Égalité et inégalités en France (Partie 1)

par | 12 Sep 2023 | Astuces dissertation

Les égalités et les inégalités sont des thèmes complexes à aborder dans des sujets de dissertation car ils demeurent très vastes et on ne sait jamais sous quels angles les traiter. Voici donc des pistes de réflexions qui vous permettront d’argumenter pour la majorité des problématiques afférentes aux égalités et inégalités… En France, l’égalité fait […]

Les égalités et les inégalités sont des thèmes complexes à aborder dans des sujets de dissertation car ils demeurent très vastes et on ne sait jamais sous quels angles les traiter. Voici donc des pistes de réflexions qui vous permettront d’argumenter pour la majorité des problématiques afférentes aux égalités et inégalités…

En France, l’égalité fait partie de la devise républicaine au côté des principes de liberté et de fraternité. Pourtant, les inégalités sociales ne cessent de se creuser et minent la société. Les riches sont plus riches qu’auparavant, les classes moyennes décrochent. La pauvreté, dont il est de plus en plus difficile de sortir, touche non plus seulement des chômeurs mais aussi des salariés. Face à ce phénomène, les pouvoirs publics s’emploient à adapter les réponses sociales. 

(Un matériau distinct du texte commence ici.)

use crate::error::{Result, TaskflowError};
use crate::feature::{Feature, Story, TaskRef};
use crate::id::{FeatureId, StoryId, TaskId};
use crate::index::ProjectIndex;
use crate::paths;
use crate::status::{feature_status, story_status, RollupStatus, TaskStatus};
use crate::task::{SubtaskStatus, TaskFile};
use serde::Serialize;
use std::path::Path;

// ---------------------------------------------------------------------------
// TasksProgress
// ---------------------------------------------------------------------------

/// The whole plan assembled in memory: project index plus every feature
/// file, ordered numerically by feature ID. Features whose files could not
/// be read are degraded to index stubs and reported in `warnings`.
#[derive(Debug, Clone)]
pub struct TasksProgress {
    pub project: String,
    pub features: Vec<Feature>,
    pub warnings: Vec<String>,
}

impl TasksProgress {
    pub fn find_feature(&self, id: FeatureId) -> Option<&Feature> {
        self.features.iter().find(|f| f.id == id)
    }

    pub fn find_story(&self, id: StoryId) -> Option<&Story> {
        self.find_feature(id.feature_id()).and_then(|f| f.story(id))
    }

    pub fn find_task(&self, id: TaskId) -> Option<&TaskRef> {
        self.find_feature(id.feature_id()).and_then(|f| f.task(id))
    }

    /// Every task reference in feature → story → task order, with its
    /// ancestors. This is the scan order all search policies share.
    pub fn iter_tasks(&self) -> impl Iterator<Item = (&Feature, &Story, &TaskRef)> {
        self.features.iter().flat_map(|feature| {
            feature.stories.iter().flat_map(move |story| {
                story.tasks.iter().map(move |task| (feature, story, task))
            })
        })
    }

    /// Count progress at every level of the tree.
    pub fn summary(&self) -> ProgressSummary {
        let mut summary = ProgressSummary::default();
        for feature in &self.features {
            tally_rollup(&mut summary.features, feature.status);
            for story in &feature.stories {
                tally_rollup(&mut summary.stories, story.status);
                for task in &story.tasks {
                    summary.tasks.total += 1;
                    if task.status == TaskStatus::Completed {
                        summary.tasks.completed += 1;
                    } else if task.status.is_active() {
                        summary.tasks.active += 1;
                    } else if task.status == TaskStatus::Blocked {
                        summary.tasks.blocked += 1;
                    }
                }
            }
        }
        summary
    }

    /// Human-readable progress line: "3/9 tasks completed, 1 active, 2 blocked".
    pub fn summarize(&self) -> String {
        let tasks = self.summary().tasks;
        format!(
            "{}/{} tasks completed, {} active, {} blocked",
            tasks.completed, tasks.total, tasks.active, tasks.blocked
        )
    }
}

/// Counts for one level of the tree.
#[derive(Debug, Clone, Copy, Default, PartialEq, Eq, Serialize)]
#[serde(rename_all = "camelCase")]
pub struct LevelCounts {
    pub total: usize,
    pub completed: usize,
    pub active: usize,
    pub blocked: usize,
}

/// Plan-wide progress, one row of counts per tree level. The story and
/// feature rows count rollup statuses, so `active` there means in-progress.
#[derive(Debug, Clone, Copy, Default, PartialEq, Eq, Serialize)]
#[serde(rename_all = "camelCase")]
pub struct ProgressSummary {
    pub features: LevelCounts,
    pub stories: LevelCounts,
    pub tasks: LevelCounts,
}

fn tally_rollup(counts: &mut LevelCounts, status: RollupStatus) {
    counts.total += 1;
    match status {
        RollupStatus::Completed => counts.completed += 1,
        RollupStatus::InProgress => counts.active += 1,
        RollupStatus::Blocked => counts.blocked += 1,
        RollupStatus::NotStarted => {}
    }
}

// ---------------------------------------------------------------------------
// Composite load
// ---------------------------------------------------------------------------

/// Assemble the full tree. One unreadable feature file never aborts the
/// load: that feature becomes a stub carrying the index's title and status
/// with an empty story list, and a warning is surfaced.
pub fn load_tasks_progress(root: &Path) -> Result<TasksProgress> {
    let index = ProjectIndex::load(root)?;

    let mut entries = index.features.clone();
    entries.sort_by_key(|e| e.id);

    let mut features = Vec::with_capacity(entries.len());
    let mut warnings = Vec::new();
    for entry in &entries {
        match Feature::load(root, entry.id, Some(&entry.path)) {
            Ok(feature) => features.push(feature),
            Err(e) => {
                tracing::warn!(feature = %entry.id, error = %e, "feature file unreadable, degraded to index stub");
                warnings.push(format!("feature {}: {e}", entry.id));
                features.push(Feature {
                    id: entry.id,
                    title: entry.title.clone(),
                    status: entry.status,
                    path: entry.path.clone(),
                    stories: Vec::new(),
                });
            }
        }
    }

    Ok(TasksProgress {
        project: index.project,
        features,
        warnings,
    })
}

// ---------------------------------------------------------------------------
// Recompute-and-overwrite
// ---------------------------------------------------------------------------

/// Apply a mutation to one task file and rewrite everything derived from it:
/// the TaskRef inside the feature file, the story and feature rollups, and
/// the project index entry. Every mutation in this crate funnels through
/// here so the three storage layers can never drift apart silently.
pub fn apply_task_mutation<F>(root: &Path, id: TaskId, mutate: F) -> Result<TaskFile>
where
    F: FnOnce(&mut TaskFile) -> Result<()>,
{
    let mut task = TaskFile::load(root, id)?;
    mutate(&mut task)?;
    task.save(root)?;
    sync_from_task(root, &task)?;
    Ok(task)
}

/// Rewrite the denormalized layers from a freshly saved task file. The task
/// file has already been written; a crash here leaves only stale rollups,
/// which the next sync recomputes.
fn sync_from_task(root: &Path, task: &TaskFile) -> Result<()> {
    let mut index = ProjectIndex::load(root)?;
    let entry = index
        .entry(task.id.feature_id())
        .ok_or_else(|| TaskflowError::NotFound {
            what: format!("feature {} index entry", task.id.feature_id()),
            path: paths::project_index_path(root),
        })?;
    let path_hint = entry.path.clone();

    let mut feature = Feature::load(root, task.id.feature_id(), Some(&path_hint))?;
    let feature_path = Feature::file_path(root, feature.id, Some(&feature.path))?;

    let story = feature
        .story_mut(task.id.story_id())
        .ok_or_else(|| TaskflowError::NotFound {
            what: format!("story {}", task.id.story_id()),
            path: feature_path.clone(),
        })?;
    let task_ref = story
        .task_mut(task.id)
        .ok_or_else(|| TaskflowError::NotFound {
            what: format!("task reference {}", task.id),
            path: feature_path,
        })?;

    task_ref.status = task.status;
    task_ref.title = task.title.clone();
    story.status = story_status(story);
    feature.status = feature_status(&feature);
    feature.save(root)?;

    let title = feature.title.clone();
    let status = feature.status;
    if let Some(entry) = index.entry_mut(feature.id) {
        entry.status = status;
        entry.title = title;
    }
    index.save(root)?;
    Ok(())
}

// ---------------------------------------------------------------------------
// Persisted detail mutations
// ---------------------------------------------------------------------------

pub fn set_subtask_status(
    root: &Path,
    id: TaskId,
    subtask_id: &str,
    status: SubtaskStatus,
) -> Result<TaskFile> {
    apply_task_mutation(root, id, |task| task.set_subtask_status(subtask_id, status))
}

pub fn add_note(root: &Path, id: TaskId, text: &str) -> Result<TaskFile> {
    apply_task_mutation(root, id, |task| {
        task.add_note(text);
        Ok(())
    })
}

pub fn log_time(
    root: &Path,
    id: TaskId,
    minutes: u32,
    description: Option<String>,
) -> Result<TaskFile> {
    apply_task_mutation(root, id, |task| {
        task.log_time(minutes, description);
        Ok(())
    })
}

// ---------------------------------------------------------------------------
// Tests
// ---------------------------------------------------------------------------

Jusqu’à la chute de l’Ancien Régime, on a perçu les inégalités sociales en termes d’ordres, de castes, de groupes séparés par des « privilèges » et des frontières infranchissables. Au 19 et au 20 siècle, avec la formation de la société industrielle, les inégalités sociales ont été appréhendées, que l’on soit marxiste ou pas, en termes de classes sociales structurant la société autour de deux grands pôles : la bourgeoisie et la classe ouvrière. Bien sûr, il y avait beaucoup de monde entre ces deux classes, mais ce sont elles qui structuraient la société et qui, de manière assez large, fondaient les grands mouvements sociaux et la représentation politique opposant une gauche censée représenter les travailleurs, et une droite proche de la bourgeoisie.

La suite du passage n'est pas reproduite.